Anzitutto il rapporto necessario tra la “nuova evangelizzazione”, a cui il Sinodo ci sollecita, e la promozione integrale dell’uomo. Ci sono profondi legami che uniscono questi due aspetti della missione ecclesiale. “Legami di ordine teologico, poiché non si può dissociare il piano della creazione da quello della Redenzione che arriva fino alle situazioni molto concrete di ingiustizia da promuovere. Legami dell’ordine evangelico, quale è quello della carità; come infatti proclamare il comandamento nuovo senza promuovere nella giustizia e nella pace la vera, autentica crescita dell’uomo?” (Pauli VI, Evangelii Nuntiandi, 31).

Occorre tuttavia fuggire due pericolose tentazioni. Da una parte, bisogna evitare di ridurre la missione della Chiesa alle sole dimensioni di un progetto temporale, con il rischio di far perdere al messaggio evangelico della liberazione la sua originalità (cf. Pauli VI, Evangelii Nuntiandi, 32). Dall’altra parte, nel cammino della liberazione umana, è necessario escludere ogni forma di violenza, perché questa “genera irresistibilmente nuove forme di oppressione e di schiavitù” (Pauli VI, Evangelii Nuntiandi, 37).

“Per questo, col predicare la liberazione e con l’associarsi a coloro che operano e soffrono per essa, la Chiesa - senza accettare di circoscrivere la propria missione al solo campo religioso, disinteressandosi dei problemi temporali dell’uomo - riafferma il primato della sua vocazione spirituale, rifiuta di sostituire l’annuncio del Regno con la proclamazione delle liberazioni umane e sostiene che anche il suo contributo alla liberazione è incompleto, se trascura di annunziare la salvezza in Cristo Gesù” (Pauli VI, Evangelii Nuntiandi, 34).

6. I credenti, peraltro, sanno che questa salvezza offerta da Cristo non si esaurisce in una dimensione esclusivamente terrena e temporale essa è trascendente, escatologica e avrà il suo compimento definitivo al secondo Avvento del Signore. Ha certamente qui e ora il suo inizio, ma solo alla fine la sua piena realizzazione.

Per questo anche la Chiesa di Dio che è in Roma, per mezzo del Sinodo pastorale diocesano, s’impegna attivamente nella promozione dell’uomo.

Lo fa in quell’atteggiamento di speranza e di attiva pazienza, che san Giacomo ci ha chiesto nella seconda lettura della Messa, sicura che il deserto fiorirà e la terra darà il suo frutto.
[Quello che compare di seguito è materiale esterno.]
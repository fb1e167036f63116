//! The derived-data stage shared by both renderers.
//!
//! A [`ContractSnapshot`] holds every value computed from a request:
//! formatted amounts, the service block, the legal clause and boilerplate.
//! The DOCX replacement map, the PDF input and the stored record are all
//! projections of one snapshot, so the two documents cannot disagree.

use std::collections::BTreeMap;
use std::sync::Arc;

use chrono::{DateTime, Utc};
use serde::Serialize;
use tracing::{debug, instrument};

use contractgen_clauses::{
    BANK_DETAILS_KEY, ClauseStore, FsClauseStore, LegalFramework, LegalFrameworkResolver,
    SERVICE_PROVIDER_KEY,
};
use contractgen_pdf::PdfContract;
use contractgen_shared::{
    AppConfig, ContractGenError, ContractRequest, NewContract, ReferenceData, Result,
};

use crate::amount::{FormattedAmount, format_amount};
use crate::assembler::{ServiceBlock, ServiceBlockAssembler};

/// Display format of the effective date (`01 March 2025`).
pub const EFFECTIVE_DATE_FORMAT: &str = "%d %B %Y";

/// Everything derived from one request.
#[derive(Debug, Clone, Serialize)]
pub struct ContractSnapshot {
    pub request: ContractRequest,
    pub amount: FormattedAmount,
    pub services: ServiceBlock,
    #[serde(skip)]
    pub legal: LegalFramework,
    pub service_provider: String,
    pub bank_details: String,
    pub effective_date: String,
    pub generated_at: DateTime<Utc>,
}

/// Artifact facts known only after rendering.
#[derive(Debug, Clone)]
pub struct ArtifactRefs {
    pub file_id: String,
    pub docx_path: String,
    pub pdf_path: String,
    pub docx_sha256: String,
    pub pdf_sha256: String,
}

impl ContractSnapshot {
    /// Token → value map for the DOCX template.
    pub fn replacements(&self) -> BTreeMap<String, String> {
        let r = &self.request;
        let a = &self.amount;
        [
            ("CLIENT_NAME", r.client_name.trim().to_string()),
            ("CLIENT_ADDRESS", r.client_address.trim().to_string()),
            ("CLIENT_EMAIL", r.client_email.trim().to_string()),
            ("CLIENT_PHONE", r.client_phone.trim().to_string()),
            ("COUNTRY", r.country.trim().to_string()),
            ("EFFECTIVE_DATE", self.effective_date.clone()),
            ("CONTRACT_DURATION", r.duration.trim().to_string()),
            ("FEES_AMOUNT", a.display.clone()),
            ("FEES_IN_WORDS", a.words.clone()),
            ("CURRENCY_CODE", a.currency.code.to_string()),
            ("CURRENCY_SYMBOL", a.currency.symbol.to_string()),
            ("CURRENCY_NAME", a.currency.name.to_string()),
            ("USD_EQUIVALENT", a.equivalent_display.clone()),
            ("SERVICES_BLOCK", self.services.text.clone()),
            ("LEGAL_FRAMEWORK", self.legal.text.trim_end().to_string()),
            ("SERVICE_PROVIDER", self.service_provider.clone()),
            ("BANK_DETAILS", self.bank_details.clone()),
        ]
        .into_iter()
        .map(|(k, v)| (k.to_string(), v))
        .collect()
    }

    /// Input for the PDF renderer.
    pub fn pdf_contract(&self) -> PdfContract {
        let r = &self.request;
        let a = &self.amount;
        PdfContract {
            client_name: r.client_name.trim().to_string(),
            client_address: r.client_address.trim().to_string(),
            client_email: r.client_email.trim().to_string(),
            client_phone: r.client_phone.trim().to_string(),
            country: r.country.trim().to_string(),
            effective_date: self.effective_date.clone(),
            contract_duration: r.duration.trim().to_string(),
            fees: a.display.clone(),
            fees_in_words: a.words.clone(),
            currency_code: a.currency.code.to_string(),
            currency_symbol: a.currency.symbol.to_string(),
            currency_name: a.currency.name.to_string(),
            usd_equivalent: a.equivalent_display.clone(),
            services_block: self.services.text.clone(),
            category_headers: self.services.headers(),
            legal_framework: self.legal.text.trim_end().to_string(),
            service_provider: self.service_provider.clone(),
            bank_details: self.bank_details.clone(),
            generated_at: self.generated_at,
        }
    }

    /// The row to persist once both artifacts exist.
    pub fn new_contract(&self, artifacts: ArtifactRefs) -> NewContract {
        let r = &self.request;
        let a = &self.amount;
        NewContract {
            client_name: r.client_name.trim().to_string(),
            client_address: r.client_address.trim().to_string(),
            client_email: r.client_email.trim().to_string(),
            client_phone: r.client_phone.trim().to_string(),
            country: r.country.trim().to_string(),
            fee_amount: a.amount.normalize().to_string(),
            fees: a.display.clone(),
            fees_words: a.words.clone(),
            currency: a.currency.code.to_string(),
            currency_symbol: a.currency.symbol.to_string(),
            currency_name: a.currency.name.to_string(),
            usd_equivalent: a.equivalent_display.clone(),
            contract_duration: r.duration.trim().to_string(),
            services: self.services.service_ids(),
            effective_date: self.effective_date.clone(),
            file_id: artifacts.file_id,
            docx_path: artifacts.docx_path,
            pdf_path: artifacts.pdf_path,
            docx_sha256: artifacts.docx_sha256,
            pdf_sha256: artifacts.pdf_sha256,
        }
    }
}

/// Builds snapshots from the reference tables and clause stores.
#[derive(Clone)]
pub struct SnapshotBuilder {
    reference: Arc<ReferenceData>,
    clauses: Arc<dyn ClauseStore>,
    assembler: ServiceBlockAssembler,
    legal: LegalFrameworkResolver,
}

impl SnapshotBuilder {
    pub fn new(
        reference: Arc<ReferenceData>,
        clauses: Arc<dyn ClauseStore>,
        legal: Arc<dyn ClauseStore>,
    ) -> Self {
        Self {
            assembler: ServiceBlockAssembler::new(Arc::clone(&clauses), Arc::clone(&reference)),
            legal: LegalFrameworkResolver::new(legal, Arc::clone(&reference)),
            reference,
            clauses,
        }
    }

    /// Builder over the clause directories of `config`. Touches neither the
    /// database nor the output directory.
    pub fn from_config(config: &AppConfig) -> Self {
        Self::new(
            Arc::new(config.reference_data()),
            Arc::new(FsClauseStore::new(&config.paths.clause_dir)),
            Arc::new(FsClauseStore::new(&config.paths.legal_dir)),
        )
    }

    pub fn reference(&self) -> &ReferenceData {
        &self.reference
    }

    /// Validate `request` and derive every value the documents show.
    #[instrument(skip_all, fields(client = %request.client_name, currency = %request.currency))]
    pub fn build(&self, request: &ContractRequest) -> Result<ContractSnapshot> {
        request.validate()?;
        let services = self.assembler.assemble(&request.services);
        if services.groups.is_empty() {
            return Err(ContractGenError::MissingServices);
        }
        let amount = format_amount(&request.fees, &request.currency, &self.reference)?;
        let legal = self.legal.resolve(&request.country);

        let snapshot = ContractSnapshot {
            request: request.clone(),
            amount,
            services,
            legal,
            service_provider: self
                .clauses
                .load_or_empty(SERVICE_PROVIDER_KEY)
                .trim_end()
                .to_string(),
            bank_details: self
                .clauses
                .load_or_empty(BANK_DETAILS_KEY)
                .trim_end()
                .to_string(),
            effective_date: request
                .effective_date
                .format(EFFECTIVE_DATE_FORMAT)
                .to_string(),
            generated_at: Utc::now(),
        };
        debug!(
            jurisdiction = %snapshot.legal.jurisdiction,
            groups = snapshot.services.groups.len(),
            "snapshot built"
        );
        Ok(snapshot)
    }
}

impl std::fmt::Debug for SnapshotBuilder {
    fn fmt(&self, f: &mut std::fmt::Formatter<'_>) -> std::fmt::Result {
        f.debug_struct("SnapshotBuilder").finish_non_exhaustive()
    }
}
Lo fa cercando di accompagnare le sue opere con la testimonianza coraggiosa e coerente della vita. Come Giovanni Battista.

Lo fa orientando nella vera direzione gli sforzi di tutti coloro, e sono tanti, che, come singoli o in gruppo, lavorano per la giustizia, la solidarietà e la pace. Affinché tutti gli uomini, ma soprattutto i poveri e gli oppressi, vedano la gloria del Signore, la magnificenza del nostro Dio e siano salvati.

“Coraggio! Non temete, - essa ripete col profeta Isaia - ecco il vostro Dio . . . Egli viene a salvarvi”.

Sì, vieni, Signore Gesù, vieni a salvarci.